** Dataset excerpts **
--*--
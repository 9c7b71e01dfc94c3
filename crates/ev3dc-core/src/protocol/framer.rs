//! Reply framing
//!
//! The serial link delivers bytes in arbitrary chunks. [`MessageFramer`]
//! glues them back into complete length-prefixed messages:
//! - `AwaitingLength`: fewer than 2 bytes buffered
//! - `AwaitingBody`: length known, waiting for the rest of the message
//!
//! ```
//! use ev3dc_core::protocol::MessageFramer;
//!
//! let mut framer = MessageFramer::new();
//! assert!(framer.push(&[0x03, 0x00, 0xbb]).is_empty());
//! let messages = framer.push(&[0xbb, 0xbb, 0x04, 0x00]);
//! assert_eq!(messages.len(), 1);
//! assert_eq!(framer.buffered(), 2);
//! ```

use byteorder::{ByteOrder, LittleEndian};
use bytes::{Bytes, BytesMut};
use tokio_util::codec::Decoder;
use tracing::debug;

use super::Ev3Error;

/// Size of the length prefix
const LENGTH_PREFIX: usize = 2;

#[derive(Debug, Clone, Copy, PartialEq, Eq)]
enum State {
    AwaitingLength,
    AwaitingBody { message_len: usize },
}

/// Reassembles reply messages from a byte stream
#[derive(Debug)]
pub struct MessageFramer {
    buffer: BytesMut,
    state: State,
}

impl MessageFramer {
    /// Create a framer waiting for a length prefix
    pub fn new() -> Self {
        Self {
            buffer: BytesMut::with_capacity(1024),
            state: State::AwaitingLength,
        }
    }

    /// Append a chunk and return every message it completes
    ///
    /// Bytes past the last complete message are kept as the start of the
    /// next one.
    pub fn push(&mut self, chunk: &[u8]) -> Vec<Bytes> {
        self.buffer.extend_from_slice(chunk);

        let mut messages = Vec::new();
        while let Some(message) = self.try_extract_one() {
            messages.push(message);
        }
        messages
    }

    /// Flush whatever is left at end of stream
    ///
    /// A trailing partial message is emitted as-is; the header decoder
    /// rejects it on the length check.
    pub fn finish(&mut self) -> Option<Bytes> {
        self.state = State::AwaitingLength;
        if self.buffer.is_empty() {
            None
        } else {
            debug!("flushing {} leftover bytes at end of stream", self.buffer.len());
            Some(self.buffer.split().freeze())
        }
    }

    /// Number of bytes held for an incomplete message
    pub fn buffered(&self) -> usize {
        self.buffer.len()
    }

    /// Drop buffered bytes and start over
    pub fn reset(&mut self) {
        self.buffer.clear();
        self.state = State::AwaitingLength;
    }

    fn try_extract_one(&mut self) -> Option<Bytes> {
        if let State::AwaitingLength = self.state {
            if self.buffer.len() < LENGTH_PREFIX {
                return None;
            }
            let declared = LittleEndian::read_u16(&self.buffer[..LENGTH_PREFIX]) as usize;
            self.state = State::AwaitingBody {
                message_len: declared + LENGTH_PREFIX,
            };
        }

        match self.state {
            State::AwaitingBody { message_len } if self.buffer.len() >= message_len => {
                self.state = State::AwaitingLength;
                Some(self.buffer.split_to(message_len).freeze())
            }
            _ => None,
        }
    }
}

impl Default for MessageFramer {
    fn default() -> Self {
        Self::new()
    }
}

impl Decoder for MessageFramer {
    type Item = Bytes;
    type Error = Ev3Error;

    fn decode(&mut self, src: &mut BytesMut) -> Result<Option<Bytes>, Ev3Error> {
        if !src.is_empty() {
            self.buffer.extend_from_slice(src);
            src.clear();
        }
        Ok(self.try_extract_one())
    }

    fn decode_eof(&mut self, src: &mut BytesMut) -> Result<Option<Bytes>, Ev3Error> {
        match self.decode(src)? {
            Some(message) => Ok(Some(message)),
            None => Ok(self.finish()),
        }
    }
}

#[cfg(test)]
mod tests {
    use super::*;
    use pretty_assertions::assert_eq;

    fn message(body_len: usize, fill: u8) -> Vec<u8> {
        let mut msg = vec![fill; body_len + 2];
        LittleEndian::write_u16(&mut msg[..2], body_len as u16);
        msg
    }

    #[test]
    fn test_single_message() {
        let mut framer = MessageFramer::new();
        let input = [0x03, 0x00, 0xbb, 0xbb, 0xbb];
        let messages = framer.push(&input);
        assert_eq!(messages, vec![Bytes::copy_from_slice(&input)]);
        assert_eq!(framer.buffered(), 0);
        assert_eq!(framer.finish(), None);
    }

    #[test]
    fn test_big_message() {
        let mut framer = MessageFramer::new();
        let input = message(1022, 0xbb);
        let messages = framer.push(&input);
        assert_eq!(messages.len(), 1);
        assert_eq!(messages[0].as_ref(), input.as_slice());
    }

    #[test]
    fn test_one_chunk_two_messages() {
        let mut framer = MessageFramer::new();
        let messages = framer.push(&[
            0x03, 0x00, 0xbb, 0xbb, 0xbb, 0x04, 0x00, 0xbb, 0xbb, 0xbb, 0xbb,
        ]);
        assert_eq!(messages.len(), 2);
        assert_eq!(messages[0].len(), 5);
        assert_eq!(messages[1].len(), 6);
    }

    #[test]
    fn test_two_chunks_with_overlap() {
        let mut framer = MessageFramer::new();
        assert!(framer.push(&[0x03, 0x00, 0xbb, 0xbb]).is_empty());

        let first = framer.push(&[0xbb, 0x04, 0x00, 0xbb, 0xbb, 0xbb, 0xbb]);
        assert_eq!(first.len(), 2);
        assert_eq!(first[0].len(), 5);
        assert_eq!(first[1].len(), 6);
        assert_eq!(framer.finish(), None);
    }

    #[test]
    fn test_chunk_completes_one_and_starts_another() {
        let mut framer = MessageFramer::new();
        assert!(framer.push(&[0x03, 0x00, 0xbb, 0xbb]).is_empty());

        let messages = framer.push(&[0xbb, 0x04, 0x00, 0xbb]);
        assert_eq!(messages.len(), 1);
        assert_eq!(framer.buffered(), 3);

        let messages = framer.push(&[0xbb, 0xbb, 0xbb]);
        assert_eq!(messages.len(), 1);
        assert_eq!(messages[0].len(), 6);
    }

    #[test]
    fn test_every_split_pattern() {
        let mut input = Vec::new();
        input.extend(message(3, 0x11));
        input.extend(message(0, 0x22));
        input.extend(message(8, 0x33));
        input.extend(message(1, 0x44));

        for chunk_size in 1..=input.len() {
            let mut framer = MessageFramer::new();
            let mut out = Vec::new();
            for chunk in input.chunks(chunk_size) {
                out.extend(framer.push(chunk));
            }
            assert_eq!(out.len(), 4, "chunk size {}", chunk_size);
            assert_eq!(out.concat(), input, "chunk size {}", chunk_size);
            assert_eq!(framer.buffered(), 0);
        }
    }

    #[test]
    fn test_leftover_emitted_on_finish() {
        let mut framer = MessageFramer::new();
        assert!(framer.push(&[0x05, 0x00, 0x01]).is_empty());
        assert_eq!(
            framer.finish(),
            Some(Bytes::from_static(&[0x05, 0x00, 0x01]))
        );
        assert_eq!(framer.buffered(), 0);

        // framing restarts cleanly after the flush
        let messages = framer.push(&[0x01, 0x00, 0xAA]);
        assert_eq!(messages.len(), 1);
    }

    #[test]
    fn test_single_length_byte_is_held() {
        let mut framer = MessageFramer::new();
        assert!(framer.push(&[0x03]).is_empty());
        assert!(framer.push(&[0x00, 1, 2]).is_empty());
        assert_eq!(framer.push(&[3]).len(), 1);
    }

    #[test]
    fn test_decoder_impl() {
        let mut framer = MessageFramer::new();
        let mut src = BytesMut::from(&[0x03, 0x00, 1, 2, 3, 0x02, 0x00, 9][..]);

        let first = framer.decode(&mut src).unwrap();
        assert_eq!(first.as_deref(), Some(&[0x03, 0x00, 1, 2, 3][..]));
        assert!(src.is_empty());
        assert_eq!(framer.decode(&mut src).unwrap(), None);

        let leftover = framer.decode_eof(&mut src).unwrap();
        assert_eq!(leftover.as_deref(), Some(&[0x02, 0x00, 9][..]));
        assert_eq!(framer.decode_eof(&mut src).unwrap(), None);
    }
}
#[cfg(test)]
mod tests {
    use super::*;
    use crate::protocol::codec::Pointer;
    use pretty_assertions::assert_eq;

    #[test]
    fn test_request_head() {
        assert_eq!(encode_request_head(0, 0, true).unwrap(), [0x03, 0, 0, 0, 0]);
        assert_eq!(
            encode_request_head(0x5e, 0, true).unwrap(),
            [0x03, 0, 0x5e, 0, 0]
        );
        assert_eq!(
            encode_request_head(0, 0, false).unwrap(),
            [0x03, 0, 0, 0, 0x08]
        );
        assert_eq!(
            encode_request_head(0x1234, 0x100, true).unwrap(),
            [0x03, 0x01, 0x34, 0x12, 0]
        );
    }

    #[test]
    fn test_request_head_bounds() {
        assert!(encode_request_head(32767, 32764, true).is_ok());
        assert!(matches!(
            encode_request_head(32768, 0, true),
            Err(Ev3Error::Validation(_))
        ));
        assert!(matches!(
            encode_request_head(0, 32765, true),
            Err(Ev3Error::Validation(_))
        ));
    }

    #[test]
    fn test_body_with_mixed_parameters() {
        let params = vec![
            Parameter::Byte(0x5e),
            Parameter::number(1, 0x5e),
            Parameter::string("foo"),
            Pointer::global_int(1).into(),
        ];
        let body = assemble_request_body(&params).unwrap();

        assert_eq!(
            body.bytes,
            vec![
                0x01, 0x00, // global 1, local 0
                0x5e, // raw byte
                0x81, 0x5e, // 1-byte constant
                0x84, b'f', b'o', b'o', 0x00, // string
                0xE1, 0x00, // global pointer at 0
            ]
        );
        assert_eq!(
            body.pointer_map,
            vec![ResponsePointer {
                index: 0,
                bytes: 1,
                kind: PointerType::Int,
            }]
        );
    }

    #[test]
    fn test_scopes_are_laid_out_independently() {
        let params = vec![
            Pointer::global_float().into(),
            Pointer::local(PointerType::Int, 2).into(),
            Pointer::global_string(30).into(),
            Pointer::local(PointerType::Int, 4).into(),
            Pointer::global_int(2).into(),
        ];
        let body = assemble_request_body(&params).unwrap();

        // 36 global bytes, 6 local bytes
        assert_eq!(&body.bytes[..2], &[36, 6 << 2]);
        assert_eq!(
            &body.bytes[2..],
            &[0xE1, 0, 0xC1, 0, 0xE1, 4, 0xC1, 2, 0xE1, 34]
        );
        assert_eq!(
            body.pointer_map
                .iter()
                .map(|p| (p.index, p.bytes))
                .collect::<Vec<_>>(),
            vec![(0, 4), (4, 30), (34, 2)]
        );
    }

    #[test]
    fn test_body_propagates_validation_errors() {
        let params = vec![Parameter::number(0, 40)];
        assert!(matches!(
            assemble_request_body(&params),
            Err(Ev3Error::Validation(_))
        ));

        let too_much = vec![
            Pointer::global_string(1000).into(),
            Pointer::global_string(100).into(),
        ];
        assert!(matches!(
            assemble_request_body(&too_much),
            Err(Ev3Error::Validation(_))
        ));
    }

    #[test]
    fn test_empty_body() {
        let body = assemble_request_body(&[]).unwrap();
        assert_eq!(body.bytes, vec![0, 0]);
        assert!(body.pointer_map.is_empty());
    }

    #[test]
    fn test_encode_request() {
        let body = assemble_request_body(&[Parameter::Byte(0x01)]).unwrap();
        let message = encode_request(7, &body, false).unwrap();
        assert_eq!(message, vec![0x06, 0x00, 0x07, 0x00, 0x08, 0x00, 0x00, 0x01]);
    }

    #[test]
    fn test_response_head_ok() {
        let message = decode_response_head(&Bytes::from_static(&[0x03, 0, 0, 0, 0x02])).unwrap();
        assert_eq!(
            message,
            ResponseMessage::Ok {
                counter: 0,
                payload: Bytes::new(),
            }
        );
    }

    #[test]
    fn test_response_head_error() {
        let message = decode_response_head(&Bytes::from_static(&[0x03, 0, 0, 0, 0x04])).unwrap();
        assert_eq!(message, ResponseMessage::Error { counter: 0 });
    }

    #[test]
    fn test_response_head_with_payload() {
        let message =
            decode_response_head(&Bytes::from_static(&[0x05, 0, 0x2A, 0x01, 0x02, 0xAA, 0xBB]))
                .unwrap();
        assert_eq!(message.counter(), 0x012A);
        assert_eq!(
            message,
            ResponseMessage::Ok {
                counter: 0x012A,
                payload: Bytes::from_static(&[0xAA, 0xBB]),
            }
        );
    }

    #[test]
    fn test_response_head_length_mismatch() {
        let err = decode_response_head(&Bytes::from_static(&[0x04, 0, 0, 0, 0x02])).unwrap_err();
        assert!(err.is_protocol());
        assert!(decode_response_head(&Bytes::from_static(&[0x02, 0, 0, 0, 0x02])).is_err());
    }

    #[test]
    fn test_response_head_unknown_status() {
        let err = decode_response_head(&Bytes::from_static(&[0x03, 0, 0, 0, 0x00])).unwrap_err();
        assert!(matches!(err, Ev3Error::Protocol(msg) if msg.contains("unknown status")));
    }

    #[test]
    fn test_response_head_too_short() {
        assert!(decode_response_head(&Bytes::from_static(&[0x01, 0, 0])).is_err());
    }

    #[test]
    fn test_body_ints_and_float() {
        let map = vec![
            ResponsePointer { index: 0, bytes: 1, kind: PointerType::Int },
            ResponsePointer { index: 1, bytes: 2, kind: PointerType::Int },
            ResponsePointer { index: 3, bytes: 4, kind: PointerType::Int },
            ResponsePointer { index: 7, bytes: 4, kind: PointerType::Float },
        ];
        let mut payload = vec![0xFF, 0x34, 0x12, 0xFE, 0xFF, 0xFF, 0xFF];
        payload.extend_from_slice(&7.5f32.to_le_bytes());

        let values = decode_response_body(&payload, &map).unwrap();
        assert_eq!(
            values,
            vec![
                DecodedValue { index: 0, value: Value::Int(-1) },
                DecodedValue { index: 1, value: Value::Int(0x1234) },
                DecodedValue { index: 3, value: Value::Int(-2) },
                DecodedValue { index: 7, value: Value::Float(7.5) },
            ]
        );
    }

    #[test]
    fn test_body_strings() {
        let map = vec![
            ResponsePointer { index: 0, bytes: 6, kind: PointerType::String },
            ResponsePointer { index: 6, bytes: 3, kind: PointerType::String },
        ];
        let payload = [0x66, 0x6f, 0x6f, 0, 0, 0, b'a', b'b', 0];

        let values = decode_response_body(&payload, &map).unwrap();
        assert_eq!(values[0].value, Value::Str("foo".to_string()));
        assert_eq!(values[1].value, Value::Str("ab".to_string()));
        assert_eq!(values[1].index, 6);
    }

    #[test]
    fn test_body_string_exceeding_budget() {
        let map = vec![
            ResponsePointer { index: 0, bytes: 2, kind: PointerType::String },
            ResponsePointer { index: 2, bytes: 2, kind: PointerType::Int },
        ];
        let payload = [b'a', b'b', b'c', 0];
        let err = decode_response_body(&payload, &map).unwrap_err();
        assert!(matches!(err, Ev3Error::Protocol(_)));
    }

    #[test]
    fn test_body_size_mismatch() {
        let map = vec![ResponsePointer { index: 0, bytes: 4, kind: PointerType::Int }];
        assert!(matches!(
            decode_response_body(&[0, 0], &map),
            Err(Ev3Error::Protocol(_))
        ));
    }

    #[test]
    fn test_body_invalid_widths() {
        let int3 = vec![ResponsePointer { index: 0, bytes: 3, kind: PointerType::Int }];
        assert!(matches!(
            decode_response_body(&[0, 0, 0], &int3),
            Err(Ev3Error::Validation(_))
        ));

        let float2 = vec![ResponsePointer { index: 0, bytes: 2, kind: PointerType::Float }];
        assert!(matches!(
            decode_response_body(&[0, 0], &float2),
            Err(Ev3Error::Validation(_))
        ));
    }

    #[test]
    fn test_body_empty() {
        assert!(decode_response_body(&[], &[]).unwrap().is_empty());
    }
}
--*--
** Try it **
Throughout the material above, find lines holding the word "fill", then copy them.

** Written answer **
    fn message(body_len: usize, fill: u8) -> Vec<u8> {
        let mut msg = vec![fill; body_len + 2];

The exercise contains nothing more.